AWS Notes – AWS Storage and Database Architecture Best Practices

Originally published on 11/14/2013

AWS Enterprise Solutions Architect Siva Raghupathy started by stating that 2.7 zettabytes (ZB) of data exists in the digital universe today. There will be 450 billion transactions per day by 2020. Most data is unstructured text.

How should we be handling all this data? It is about finding the right tool for the job. He broke down the AWS services into different categories based on the types of problems being solved.

There are primitive compute and storage options, kind of like a hard disk, that add flexibility because you can host any major data storage technology but come with operational burdens.

Next there are managed AWS services, for complex vs. simple queries and structured vs. unstructured data. He included blob stores like S3 and Glacier where you are storing unstructured data that isn’t attached to any query.

He often asks his customers the question, “What is the temperature of your data?” Hot data is smaller, with low latency and a very high request rate. Cold data is vast, mostly static and infrequently requested. Warm data is somewhere in between. He then mapped the various AWS storage services, from hot to cold.

He spoke about cost conscious design, and then demonstrated the concept with an example. He fired up the AWS simple monthly calculator to figure out the correct AWS data storage service to use based on the cost. In his example, one would first think S3 was the appropriate solution, but after running it through the calculator we saw that because of all the small objects, DynamoDB was a better solution at less than 10% of the cost. You can use the AWS calculator to validate your architecture design.
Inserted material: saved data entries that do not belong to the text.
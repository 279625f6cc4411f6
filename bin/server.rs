// Parking System - Web Server
// REST API over the same SQLite database the desk uses

use anyhow::{Context, Result};
use axum::{
    extract::{Path, State},
    http::StatusCode,
    response::{IntoResponse, Json, Response},
    routing::{get, post},
    Router,
};
use clap::Parser;
use parking_system::{
    db, lifecycle::normalize_registration, list_open_tickets, list_spots, logger, open_database,
    seed_spots, EntryReceipt, ExitReceipt, ParkingError, ParkingService, ParkingSpot,
    ParkingType, SqliteSpotStore, SqliteTicketStore, Ticket, TicketStore,
};
use rusqlite::Connection;
use serde::{Deserialize, Serialize};
use std::path::PathBuf;
use std::sync::{Arc, Mutex, MutexGuard};
use tower::ServiceBuilder;
use tower_http::cors::CorsLayer;
use tower_http::trace::TraceLayer;
use tracing::{error, info};

#[derive(Debug, Parser)]
#[command(name = "parking-server")]
#[command(about = "REST API for the parking desk")]
struct ServerArgs {
    /// SQLite database file
    #[arg(long, env = "PARKING_DB", default_value = "parking.db")]
    db: PathBuf,

    /// CSV facility layout (`number,parking_type`)
    #[arg(long, env = "PARKING_LAYOUT")]
    layout: Option<PathBuf>,

    #[arg(long, env = "PARKING_ADDR", default_value = "127.0.0.1:3000")]
    addr: String,
}

/// Shared application state. The single connection serializes every entry and
/// exit, so no spot can be handed out twice.
#[derive(Clone)]
struct AppState {
    db: Arc<Mutex<Connection>>,
}

impl AppState {
    fn conn(&self) -> MutexGuard<'_, Connection> {
        self.db.lock().unwrap_or_else(|poisoned| poisoned.into_inner())
    }
}

/// API Response wrapper
#[derive(Serialize)]
struct ApiResponse<T> {
    success: bool,
    #[serde(skip_serializing_if = "Option::is_none")]
    data: Option<T>,
    #[serde(skip_serializing_if = "Option::is_none")]
    error: Option<String>,
}

impl<T> ApiResponse<T> {
    fn ok(data: T) -> Self {
        Self {
            success: true,
            data: Some(data),
            error: None,
        }
    }
}

struct ApiError(ParkingError);

impl From<ParkingError> for ApiError {
    fn from(err: ParkingError) -> Self {
        ApiError(err)
    }
}

fn status_for(err: &ParkingError) -> StatusCode {
    match err {
        ParkingError::InvalidInput(_)
        | ParkingError::UnknownVehicleType(_)
        | ParkingError::InvalidInterval { .. } => StatusCode::BAD_REQUEST,
        ParkingError::TicketNotFound(_) | ParkingError::SpotNotFound(_) => StatusCode::NOT_FOUND,
        ParkingError::NoSpotAvailable(_)
        | ParkingError::VehicleAlreadyParked(_)
        | ParkingError::SpotAlreadyAllocated(_) => StatusCode::CONFLICT,
        ParkingError::StoreFailure(_) => StatusCode::INTERNAL_SERVER_ERROR,
    }
}

impl IntoResponse for ApiError {
    fn into_response(self) -> Response {
        let status = status_for(&self.0);
        if status == StatusCode::INTERNAL_SERVER_ERROR {
            error!("request failed: {}", self.0);
        }
        let body = ApiResponse::<()> {
            success: false,
            data: None,
            error: Some(self.0.to_string()),
        };
        (status, Json(body)).into_response()
    }
}

type ApiResult<T> = std::result::Result<Json<ApiResponse<T>>, ApiError>;

#[derive(Debug, Deserialize)]
struct EntryRequest {
    vehicle_reg: String,
    parking_type: String,
}

#[derive(Debug, Deserialize)]
struct ExitRequest {
    vehicle_reg: String,
}

// ============================================================================
// API Handlers
// ============================================================================

/// GET /api/health - Health check
async fn health_check() -> impl IntoResponse {
    Json(ApiResponse::ok("OK"))
}

/// GET /api/spots - All spots with availability
async fn get_spots(State(state): State<AppState>) -> ApiResult<Vec<ParkingSpot>> {
    let conn = state.conn();
    Ok(Json(ApiResponse::ok(list_spots(&conn)?)))
}

/// GET /api/tickets/open - Vehicles currently parked
async fn get_open_tickets(State(state): State<AppState>) -> ApiResult<Vec<Ticket>> {
    let conn = state.conn();
    Ok(Json(ApiResponse::ok(list_open_tickets(&conn)?)))
}

/// GET /api/tickets/:vehicle_reg/events - Audit trail of a vehicle's open ticket
async fn get_ticket_events(
    State(state): State<AppState>,
    Path(vehicle_reg): Path<String>,
) -> ApiResult<Vec<db::Event>> {
    let conn = state.conn();
    let tickets = SqliteTicketStore::new(&conn);
    let reg = normalize_registration(&vehicle_reg)?;

    let ticket = tickets
        .get_open_ticket(&reg)?
        .ok_or(ParkingError::TicketNotFound(reg))?;
    let id = ticket.id.map(|id| id.to_string()).unwrap_or_default();

    Ok(Json(ApiResponse::ok(db::get_events_for_entity(&conn, "ticket", &id)?)))
}

/// POST /api/entry - Allocate a spot and open a ticket
async fn post_entry(
    State(state): State<AppState>,
    Json(request): Json<EntryRequest>,
) -> ApiResult<EntryReceipt> {
    let parking_type: ParkingType = request.parking_type.parse()?;

    let conn = state.conn();
    let service = ParkingService::new(
        SqliteSpotStore::new(&conn),
        SqliteTicketStore::with_actor(&conn, "api"),
    );
    let receipt = service.process_entry(&request.vehicle_reg, parking_type)?;

    Ok(Json(ApiResponse::ok(receipt)))
}

/// POST /api/exit - Close the ticket, compute the fare and free the spot
async fn post_exit(
    State(state): State<AppState>,
    Json(request): Json<ExitRequest>,
) -> ApiResult<ExitReceipt> {
    let conn = state.conn();
    let service = ParkingService::new(
        SqliteSpotStore::new(&conn),
        SqliteTicketStore::with_actor(&conn, "api"),
    );
    let receipt = service.process_exit(&request.vehicle_reg)?;

    Ok(Json(ApiResponse::ok(receipt)))
}

fn router(state: AppState) -> Router {
    let api_routes = Router::new()
        .route("/health", get(health_check))
        .route("/spots", get(get_spots))
        .route("/tickets/open", get(get_open_tickets))
        .route("/tickets/:vehicle_reg/events", get(get_ticket_events))
        .route("/entry", post(post_entry))
        .route("/exit", post(post_exit))
        .with_state(state);

    Router::new().nest("/api", api_routes).layer(
        ServiceBuilder::new()
            .layer(TraceLayer::new_for_http())
            .layer(CorsLayer::permissive()),
    )
}

async fn shutdown_signal() {
    if let Err(e) = tokio::signal::ctrl_c().await {
        error!("failed to listen for shutdown signal: {}", e);
    }
    info!("shutdown signal received");
}

// ============================================================================
// Main Server
// ============================================================================

#[tokio::main]
async fn main() -> Result<()> {
    let args = ServerArgs::parse();
    logger::init_json_logger();

    let conn = open_database(&args.db)
        .with_context(|| format!("Failed to open database {}", args.db.display()))?;
    let spots = match &args.layout {
        Some(path) => parking_system::load_layout_csv(path)?,
        None => parking_system::default_layout(),
    };
    seed_spots(&conn, &spots)?;
    info!(db = %args.db.display(), "database opened");

    let state = AppState {
        db: Arc::new(Mutex::new(conn)),
    };

    let listener = tokio::net::TcpListener::bind(&args.addr)
        .await
        .with_context(|| format!("Failed to bind to {}", args.addr))?;
    info!(addr = %args.addr, "parking server listening");

    axum::serve(listener, router(state))
        .with_graceful_shutdown(shutdown_signal())
        .await
        .context("Server error")?;

    Ok(())
}

#[cfg(test)]
mod tests {
    use super::*;

    #[test]
    fn test_error_status_codes() {
        assert_eq!(
            status_for(&ParkingError::NoSpotAvailable(ParkingType::Car)),
            StatusCode::CONFLICT
        );
        assert_eq!(
            status_for(&ParkingError::TicketNotFound("X".into())),
            StatusCode::NOT_FOUND
        );
        assert_eq!(
            status_for(&ParkingError::UnknownVehicleType("TRUCK".into())),
            StatusCode::BAD_REQUEST
        );
        assert_eq!(
            status_for(&ParkingError::store(std::io::Error::new(
                std::io::ErrorKind::Other,
                "boom"
            ))),
            StatusCode::INTERNAL_SERVER_ERROR
        );
    }
}
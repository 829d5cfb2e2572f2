//! # Bookline Core
//!
//! Domain types, traits, and error definitions for the Bookline
//! appointment-booking agent. This crate has **zero framework dependencies**
//! — it defines the domain model that all other crates implement against.
//!
//! ## Design Philosophy
//!
//! Every external collaborator (language model, appointment store, session
//! store) is defined as a trait here or in its owning crate. Implementations
//! live in their respective crates. This enables:
//! - Swapping implementations via configuration
//! - Easy testing with scripted/mock implementations
//! - Clean dependency graph (all crates depend inward on core)

pub mod collected;
pub mod error;
pub mod message;
pub mod provider;
pub mod session;
pub mod state;
pub mod tool;

// Re-export key types at crate root for ergonomics
pub use collected::{CollectedData, ESCALATION_THRESHOLD, RetryCounts};
pub use error::{Error, ProviderError, Result, SecurityError, SessionError, ToolError};
pub use message::{Message, MessageToolCall, Role, ThreadId};
pub use provider::{ModelProvider, ModelRequest, ModelResponse, ToolDefinition, Usage};
pub use session::Session;
pub use state::{ConversationState, Flow, allowed_transitions, validate_transition};
pub use tool::{Tool, ToolCall, ToolOutcome, ToolRegistry, ToolReply};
The best design is the one that will cost the least.

You can get further savings by moving data from one store to another as it cools down.

Next he moved on to talking about the AWS database services, starting with RDS. He said to use it for transactions and complex queries, but not for massive numbers of read/writes or simple queries that can be better handled by NoSQL. Furthermore, it is necessary to pick the right RDS DB instance class.

When to use DynamoDB? He said pretty much whenever you can. The only times you wouldn’t use it is for complex queries and transactions or for cold data. For DynamoDB best practices, keep item size small, store large blobs in S3 with metadata in DynamoDB and use a hash key for extremely high scale.

Last, he spoke about ElastiCache for speeding up reads/writes by caching frequent queries. Redis in particular is quite popular, but noted that it is not a good option for when data persistence is important.

He quickly wrapped things up going over the AWS unstructured data text search tool CloudSearch(don’t use as a replacement for a database), Redshift data warehouse service for complex queries on large quantities of historical data (copy large data sets from S3 or DynamoDB) and MapReduce (the “swiss army knife” for parallel scans of huge datasets).